Me: What do you want for us?
Him: I want us to be happy…be together…
Me: Are you happy?
Him: Yep…very happy
Me: Do you see us together in 30 odd years?
Him: Yep-We’ll get married, and I’ll take care of you, buy us a house, and have kids….
Me: Ok….so um, how do you feel about me?
Him: I’m in love with you
Me: *Stunned silence*

*After about a min of stunned silence *

Me: What you say?
Him: I’m in love with you. I’m really happy with you…I want us to be happy together
Me: *silence*……
Me: So you’re saying you’re in love with me??
Him: Yeah-I am

*He leans over and hugs me*

Me: Um….right…..ok……

Yeah…um….wasn’t ready for those lyrics…I didn’t say anything after that, we just kinda fell back into the movie….I like him a whole lot…but I don’t think I’m at the love stage….I’m in deep-like with him right now. Yeah, um, why did I ask? I dunno…..but honestly, that response I was NOT expecting....dunno what I was expecting…but it wasn’t that.

Tonight I’m introducing him to Nando’s…..might even go and see some fireworks display at the park later….Hope you all have a wonderful weekend!

Thursday, 1 November 2007

Something To Say

So it seems I’ll be getting a new cooker tomorrow. And if I don’t, I’ll be moving out. Crap thing is I was ready to pack my ish and leave, cos the Landlord had breached so many things in the contract cos of the cooker, but now that he’s agreed to replace it, I can terminate my contract without leaving myself out of pocket….So for the moment I have to stay put, however, if tomorrow the new cooker does not arrive…then there’ll be problems!!!

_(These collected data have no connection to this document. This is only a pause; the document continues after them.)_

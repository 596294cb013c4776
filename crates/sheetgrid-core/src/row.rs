//! Row metadata
//!
//! Row attributes live in a [`RowOverlay`]: a sparse store keyed at the
//! sentinel column, `(row, 0)`. A record exists only for rows that had an
//! attribute set; every other row reads the documented defaults.

use crate::error::{Error, Result};
use crate::store::{validate_column_shift, CellBounds, Shift, SparseStore};
use crate::MAX_ROWS;

/// Deepest outline level a row or column may carry
pub const MAX_OUTLINE_LEVEL: u8 = 7;

/// Row metadata
#[derive(Debug, Clone, PartialEq, Default)]
#[cfg_attr(feature = "serde", derive(serde::Serialize, serde::Deserialize))]
pub struct RowRecord {
    /// Custom height in points (None = sheet default)
    pub height: Option<f64>,
    /// Row is hidden
    pub hidden: bool,
    /// Row is collapsed (in outline)
    pub collapsed: bool,
    /// Outline/grouping level (0-7)
    pub outline_level: u8,
    /// Manual page break after this row
    pub page_break: bool,
    /// Show phonetic guides
    pub phonetic: bool,
    /// Height was set by the user rather than auto-fitted
    pub custom_height: bool,
    /// Merge-group id
    pub merge_id: Option<u32>,
    /// Row-level style index (None = no row style)
    pub style_index: Option<u32>,
}

impl RowRecord {
    /// Create a record carrying all defaults
    pub fn new() -> Self {
        Self::default()
    }

    /// Set a custom height (marks it as user-specified)
    pub fn set_height(&mut self, height: f64) {
        self.height = Some(height);
        self.custom_height = true;
    }

    /// Check if this row has any custom settings
    pub fn has_custom_settings(&self) -> bool {
        *self != Self::default()
    }
}

/// Sparse row-metadata store keyed at `(row, 0)`
#[derive(Debug, Clone, Default)]
pub struct RowOverlay {
    records: SparseStore<RowRecord>,
}

impl RowOverlay {
    /// Create an empty overlay
    pub fn new() -> Self {
        Self::default()
    }

    fn check(row: u32) -> Result<()> {
        if row == 0 || row > MAX_ROWS {
            return Err(Error::RowOutOfBounds(row, MAX_ROWS));
        }
        Ok(())
    }

    /// Record for a row, if any attribute was ever set on it
    pub fn get(&self, row: u32) -> Option<&RowRecord> {
        if row == 0 {
            return None;
        }
        self.records.get(row, 0)
    }

    /// Mutable record for a row, if one exists
    pub fn get_mut(&mut self, row: u32) -> Option<&mut RowRecord> {
        if row == 0 {
            return None;
        }
        self.records.get_mut(row, 0)
    }

    /// Record for a row, created with defaults on first access
    pub fn get_or_create(&mut self, row: u32) -> Result<&mut RowRecord> {
        Self::check(row)?;
        self.records.get_or_insert_with(row, 0, RowRecord::new)
    }

    /// Insert a complete record, replacing any existing one
    pub fn insert(&mut self, row: u32, record: RowRecord) -> Result<()> {
        Self::check(row)?;
        self.records.set_value(row, 0, record)
    }

    /// Drop the record for a row so it reads defaults again
    pub fn remove(&mut self, row: u32) -> Option<RowRecord> {
        if row == 0 {
            return None;
        }
        self.records.remove(row, 0)
    }

    /// Effective height, falling back to `default`
    pub fn height(&self, row: u32, default: f64) -> f64 {
        self.get(row).and_then(|r| r.height).unwrap_or(default)
    }

    /// Whether a row is hidden
    pub fn is_hidden(&self, row: u32) -> bool {
        self.get(row).map_or(false, |r| r.hidden)
    }

    /// Outline level of a row (0 when no record exists)
    pub fn outline_level(&self, row: u32) -> u8 {
        self.get(row).map_or(0, |r| r.outline_level)
    }

    /// Number of rows carrying a record
    pub fn len(&self) -> usize {
        self.records.len()
    }

    /// Check if no row has a record
    pub fn is_empty(&self) -> bool {
        self.records.is_empty()
    }

    /// Highest row with a record
    pub fn last_row(&self) -> Option<u32> {
        self.records.last_row(0)
    }

    /// Records in ascending row order
    pub fn iter(&self) -> impl Iterator<Item = (u32, &RowRecord)> + '_ {
        self.records.iter_column(0)
    }

    /// Records whose row lies in `from..=to`
    pub fn range(&self, from: u32, to: u32) -> impl Iterator<Item = (u32, &RowRecord)> + '_ {
        let bounds = CellBounds {
            from_row: from,
            from_col: 0,
            to_row: to,
            to_col: 0,
        };
        self.records
            .cursor_by_column(bounds)
            .map(|(row, _, record)| (row, record))
    }

    fn check_span(from: u32, to: u32) -> Result<()> {
        Self::check(from)?;
        Self::check(to)?;
        if from > to {
            return Err(Error::InvalidRange(format!("rows {}:{} are inverted", from, to)));
        }
        Ok(())
    }

    /// Raise the outline level of `from..=to` by one (capped at 7)
    pub fn group(&mut self, from: u32, to: u32) -> Result<()> {
        Self::check_span(from, to)?;
        for row in from..=to {
            let record = self.get_or_create(row)?;
            record.outline_level = (record.outline_level + 1).min(MAX_OUTLINE_LEVEL);
        }
        Ok(())
    }

    /// Lower the outline level of `from..=to` by one
    pub fn ungroup(&mut self, from: u32, to: u32) -> Result<()> {
        Self::check_span(from, to)?;
        for row in from..=to {
            if let Some(record) = self.get_mut(row) {
                record.outline_level = record.outline_level.saturating_sub(1);
            }
        }
        Ok(())
    }

    /// Hide grouped rows in `from..=to` and flag the summary row below as collapsed
    pub fn collapse(&mut self, from: u32, to: u32) -> Result<()> {
        Self::check_span(from, to)?;
        for row in from..=to {
            if let Some(record) = self.get_mut(row) {
                if record.outline_level > 0 {
                    record.hidden = true;
                }
            }
        }
        if to < MAX_ROWS {
            self.get_or_create(to + 1)?.collapsed = true;
        }
        Ok(())
    }
}

impl Shift for RowOverlay {
    fn insert_rows(&mut self, at: u32, count: u32) -> Result<()> {
        self.records.insert_rows(at, count)
    }

    fn delete_rows(&mut self, at: u32, count: u32) -> Result<()> {
        self.records.delete_rows(at, count)
    }

    fn insert_columns(&mut self, at: u16, count: u16) -> Result<()> {
        validate_column_shift(at, count)
    }

    fn delete_columns(&mut self, at: u16, count: u16) -> Result<()> {
        validate_column_shift(at, count)
    }
}
//! Shared string table (`xl/sharedStrings.xml`)

use std::borrow::Cow;
use std::fmt::Write as _;

use quick_xml::events::Event;
use quick_xml::reader::Reader;

use crate::error::XlsxResult;
use crate::node::{NodeAccessor, XmlElement};
use crate::relationships::NS_MAIN;
use sheetgrid_core::StringPool;

/// Decode Excel's `_xHHHH_` escape sequences
///
/// Characters XML cannot carry (most control characters) are written this
/// way; `_x005F_` escapes a literal underscore that would otherwise start a
/// sequence. Incomplete sequences are left as they are.
pub(crate) fn decode_excel_escapes(s: &str) -> Cow<'_, str> {
    if !s.contains("_x") {
        return Cow::Borrowed(s);
    }
    let mut out = String::with_capacity(s.len());
    let mut rest = s;
    while let Some(pos) = rest.find("_x") {
        out.push_str(&rest[..pos]);
        let tail = &rest[pos..];
        match escaped_char(tail) {
            Some(c) => {
                out.push(c);
                rest = &tail[7..];
            }
            None => {
                out.push_str("_x");
                rest = &tail[2..];
            }
        }
    }
    out.push_str(rest);
    Cow::Owned(out)
}

/// The character encoded by a `_xHHHH_` sequence at the start of `s`
fn escaped_char(s: &str) -> Option<char> {
    let bytes = s.as_bytes();
    if !s.starts_with("_x") || bytes.len() < 7 || bytes[6] != b'_' {
        return None;
    }
    let hex = s.get(2..6)?;
    if !hex.bytes().all(|b| b.is_ascii_hexdigit()) {
        return None;
    }
    char::from_u32(u32::from_str_radix(hex, 16).ok()?)
}

fn needs_escape(c: char) -> bool {
    matches!(
        c,
        '\u{0}'..='\u{8}' | '\u{b}' | '\u{c}' | '\u{e}'..='\u{1f}' | '\u{fffe}' | '\u{ffff}'
    )
}

/// Inverse of [`decode_excel_escapes`]
pub(crate) fn encode_excel_escapes(s: &str) -> Cow<'_, str> {
    if !s.chars().any(needs_escape) && !s.contains("_x") {
        return Cow::Borrowed(s);
    }
    let mut out = String::with_capacity(s.len() + 8);
    for (i, c) in s.char_indices() {
        if needs_escape(c) {
            let _ = write!(out, "_x{:04X}_", c as u32);
        } else if c == '_' && escaped_char(&s[i..]).is_some() {
            out.push_str("_x005F_");
        } else {
            out.push(c);
        }
    }
    Cow::Owned(out)
}

/// Plain text of an `<si>` or `<is>` element
///
/// Joins the direct `<t>` and the `<t>` of each rich-text run; phonetic
/// runs (`<rPh>`) are not part of the value.
pub(crate) fn rich_text(element: &XmlElement) -> String {
    let mut out = String::new();
    for child in element.children() {
        match child.name() {
            "t" => out.push_str(child.text()),
            "r" => {
                if let Some(t) = child.child("t") {
                    out.push_str(t.text());
                }
            }
            _ => {}
        }
    }
    decode_excel_escapes(&out).into_owned()
}

/// `<t>` element for a string, preserving edge whitespace
pub(crate) fn text_element(text: &str) -> XmlElement {
    let mut t = XmlElement::new("t").with_text(encode_excel_escapes(text));
    if text.starts_with(char::is_whitespace) || text.ends_with(char::is_whitespace) {
        t.set_attribute("xml:space", "preserve");
    }
    t
}

/// Load the table into `pool`
///
/// Returns, for every `<si>` in file order, the pool index it landed at.
/// Duplicates in the file collapse onto one pool entry.
pub(crate) fn read_shared_strings(xml: &[u8], pool: &mut StringPool) -> XlsxResult<Vec<u32>> {
    let mut reader = Reader::from_reader(xml);
    let mut buf = Vec::new();
    let mut indices = Vec::new();

    loop {
        match reader.read_event_into(&mut buf)? {
            Event::Start(e) if e.name().as_ref() == b"si" => {
                let si = XmlElement::read_subtree(&mut reader, &e)?;
                indices.push(pool.intern(rich_text(&si)));
            }
            Event::Empty(e) if e.name().as_ref() == b"si" => {
                indices.push(pool.intern(""));
            }
            Event::Eof => break,
            _ => {}
        }
        buf.clear();
    }

    log::debug!(
        "read {} shared strings ({} unique)",
        indices.len(),
        pool.len()
    );
    Ok(indices)
}

/// Serialize a pool as `sharedStrings.xml`
pub(crate) fn write_shared_strings(pool: &StringPool) -> String {
    let mut content = format!(
        r#"<?xml version="1.0" encoding="UTF-8" standalone="yes"?>
<sst xmlns="{}" count="{}" uniqueCount="{}">"#,
        NS_MAIN,
        pool.len(),
        pool.len()
    );
    for s in pool.iter() {
        XmlElement::new("si")
            .with_child(text_element(s.as_str()))
            .write_to(&mut content);
    }
    content.push_str("</sst>");
    content
}
//! Package stores: byte streams addressed by part name
//!
//! Part names are archive paths without a leading slash
//! (`xl/worksheets/sheet1.xml`). The reader and writer only ever talk to a
//! [`PackageStore`]; whether the parts live in a zip archive or in memory is
//! the store's business.

use std::collections::BTreeMap;
use std::io::{Read, Seek, Write};

use zip::write::SimpleFileOptions;
use zip::{CompressionMethod, ZipArchive, ZipWriter};

use crate::error::XlsxResult;

/// Source and sink of package parts
pub trait PackageStore {
    /// Bytes of a part, `None` if the package has no such part
    fn read_part(&mut self, name: &str) -> XlsxResult<Option<Vec<u8>>>;

    /// Add or replace a part
    fn write_part(&mut self, name: &str, bytes: Vec<u8>) -> XlsxResult<()>;

    /// Names of every part, sorted
    fn part_names(&self) -> Vec<String>;

    /// Whether a part exists
    fn has_part(&self, name: &str) -> bool {
        self.part_names().iter().any(|n| n == name)
    }
}

fn normalize(name: &str) -> &str {
    name.strip_prefix('/').unwrap_or(name)
}

/// Parts held in memory
#[derive(Debug, Clone, Default, PartialEq)]
pub struct MemoryPackage {
    parts: BTreeMap<String, Vec<u8>>,
}

impl MemoryPackage {
    /// Create an empty package
    pub fn new() -> Self {
        Self::default()
    }

    /// Load every part of a zip archive
    pub fn from_zip<R: Read + Seek>(reader: R) -> XlsxResult<Self> {
        let mut archive = ZipArchive::new(reader)?;
        let mut parts = BTreeMap::new();
        for i in 0..archive.len() {
            let mut file = archive.by_index(i)?;
            if file.is_dir() {
                continue;
            }
            let mut bytes = Vec::with_capacity(file.size() as usize);
            file.read_to_end(&mut bytes)?;
            parts.insert(file.name().to_string(), bytes);
        }
        Ok(Self { parts })
    }

    /// Borrow a part without copying
    pub fn part(&self, name: &str) -> Option<&[u8]> {
        self.parts.get(normalize(name)).map(Vec::as_slice)
    }

    /// Number of parts
    pub fn len(&self) -> usize {
        self.parts.len()
    }

    /// Check if the package has no parts
    pub fn is_empty(&self) -> bool {
        self.parts.is_empty()
    }

    /// Write all parts as a zip archive
    ///
    /// `[Content_Types].xml` goes first, which some consumers expect.
    pub fn write_zip<W: Write + Seek>(
        &self,
        writer: W,
        compression: CompressionMethod,
    ) -> XlsxResult<W> {
        let mut zip = ZipWriter::new(writer);
        let options = SimpleFileOptions::default().compression_method(compression);

        let content_types = self.parts.get_key_value(CONTENT_TYPES);
        let rest = self.parts.iter().filter(|(name, _)| *name != CONTENT_TYPES);
        for (name, bytes) in content_types.into_iter().chain(rest) {
            zip.start_file(name.as_str(), options)?;
            zip.write_all(bytes)?;
        }

        Ok(zip.finish()?)
    }
}

const CONTENT_TYPES: &str = "[Content_Types].xml";

impl PackageStore for MemoryPackage {
    fn read_part(&mut self, name: &str) -> XlsxResult<Option<Vec<u8>>> {
        Ok(self.parts.get(normalize(name)).cloned())
    }

    fn write_part(&mut self, name: &str, bytes: Vec<u8>) -> XlsxResult<()> {
        self.parts.insert(normalize(name).to_string(), bytes);
        Ok(())
    }

    fn part_names(&self) -> Vec<String> {
        self.parts.keys().cloned().collect()
    }

    fn has_part(&self, name: &str) -> bool {
        self.parts.contains_key(normalize(name))
    }
}

/// Zip archive opened for reading
///
/// Parts are decompressed on demand. Writes are staged in memory and shadow
/// the archive; [`ZipPackage::finish`] writes the merged package out.
pub struct ZipPackage<R> {
    archive: ZipArchive<R>,
    staged: BTreeMap<String, Vec<u8>>,
}

impl<R: Read + Seek> ZipPackage<R> {
    /// Open an archive
    pub fn open(reader: R) -> XlsxResult<Self> {
        Ok(Self {
            archive: ZipArchive::new(reader)?,
            staged: BTreeMap::new(),
        })
    }

    /// Copy the archive plus staged writes into a [`MemoryPackage`]
    pub fn into_memory(mut self) -> XlsxResult<MemoryPackage> {
        let mut package = MemoryPackage::new();
        for name in self.part_names() {
            if let Some(bytes) = self.read_part(&name)? {
                package.write_part(&name, bytes)?;
            }
        }
        Ok(package)
    }

    /// Write the archive, with staged parts replacing the originals
    pub fn finish<W: Write + Seek>(
        self,
        writer: W,
        compression: CompressionMethod,
    ) -> XlsxResult<W> {
        self.into_memory()?.write_zip(writer, compression)
    }
}

impl<R: Read + Seek> PackageStore for ZipPackage<R> {
    fn read_part(&mut self, name: &str) -> XlsxResult<Option<Vec<u8>>> {
        let name = normalize(name);
        if let Some(bytes) = self.staged.get(name) {
            return Ok(Some(bytes.clone()));
        }
        let mut file = match self.archive.by_name(name) {
            Ok(file) => file,
            Err(zip::result::ZipError::FileNotFound) => return Ok(None),
            Err(e) => return Err(e.into()),
        };
        let mut bytes = Vec::with_capacity(file.size() as usize);
        file.read_to_end(&mut bytes)?;
        Ok(Some(bytes))
    }

    fn write_part(&mut self, name: &str, bytes: Vec<u8>) -> XlsxResult<()> {
        self.staged.insert(normalize(name).to_string(), bytes);
        Ok(())
    }

    fn part_names(&self) -> Vec<String> {
        let mut names: Vec<String> = self
            .archive
            .file_names()
            .filter(|n| !n.ends_with('/'))
            .map(str::to_string)
            .chain(self.staged.keys().cloned())
            .collect();
        names.sort();
        names.dedup();
        names
    }
}

#[cfg(test)]
mod tests {
    use super::*;
    use pretty_assertions::assert_eq;
    use std::io::Cursor;

    fn sample() -> MemoryPackage {
        let mut package = MemoryPackage::new();
        package.write_part("/xl/workbook.xml", b"<workbook/>".to_vec()).unwrap();
        package.write_part(CONTENT_TYPES, b"<Types/>".to_vec()).unwrap();
        package
    }

    #[test]
    fn test_memory_package() {
        let mut package = sample();
        assert_eq!(package.len(), 2);
        assert!(package.has_part("xl/workbook.xml"));
        assert_eq!(package.part("/xl/workbook.xml"), Some(&b"<workbook/>"[..]));
        assert_eq!(package.read_part("xl/missing.xml").unwrap(), None);
        assert_eq!(
            package.part_names(),
            vec![CONTENT_TYPES.to_string(), "xl/workbook.xml".to_string()]
        );
    }

    #[test]
    fn test_zip_roundtrip_with_staged_write() {
        let bytes = sample()
            .write_zip(Cursor::new(Vec::new()), CompressionMethod::Deflated)
            .unwrap()
            .into_inner();

        let mut zip = ZipPackage::open(Cursor::new(bytes)).unwrap();
        assert_eq!(
            zip.read_part("xl/workbook.xml").unwrap(),
            Some(b"<workbook/>".to_vec())
        );
        assert_eq!(zip.read_part("xl/styles.xml").unwrap(), None);

        zip.write_part("xl/workbook.xml", b"<workbook x=\"1\"/>".to_vec())
            .unwrap();
        zip.write_part("xl/styles.xml", b"<styleSheet/>".to_vec())
            .unwrap();
        assert_eq!(zip.part_names().len(), 3);

        let out = zip
            .finish(Cursor::new(Vec::new()), CompressionMethod::Stored)
            .unwrap()
            .into_inner();
        let reloaded = MemoryPackage::from_zip(Cursor::new(out)).unwrap();
        assert_eq!(
            reloaded.part("xl/workbook.xml"),
            Some(&b"<workbook x=\"1\"/>"[..])
        );
        assert!(reloaded.has_part("xl/styles.xml"));
    }
}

This week has been pretty cool…been spending a lot of time with Soldier…he’s being so sweet-that 3 week trip has done the both of us the world of good. He brought his little girl to my house the other day-gorgeous as she is….and just my luck, she falls over and bangs her head-whilst at my house…you know you just think-of ALL the places and at all the possible times, it has to be at my house! But she was fine, had a red bruise on her head that was gone by the time she was taken home…I now won’t see him until Friday, cos he’s at his Army base giving back his accommodation and having his earlier release interview with his superior…he went for an interview on Tuesday and got the job (yay for him) so he needs to speak to these folks for them to release him.

I’ve got an assessment for a new job in the next 2 weeks. After that whole thing that happened with my manager when my Grandad was sick, I realised how much I hated being here….and after nearly losing him twice, I realised that life really is too short to sit around talking about what I wanna do and not getting off my ass and getting it done. So I’m actively job hunting…finger’s crossed I get something real soon, cos I’ve seriously had enough of being here!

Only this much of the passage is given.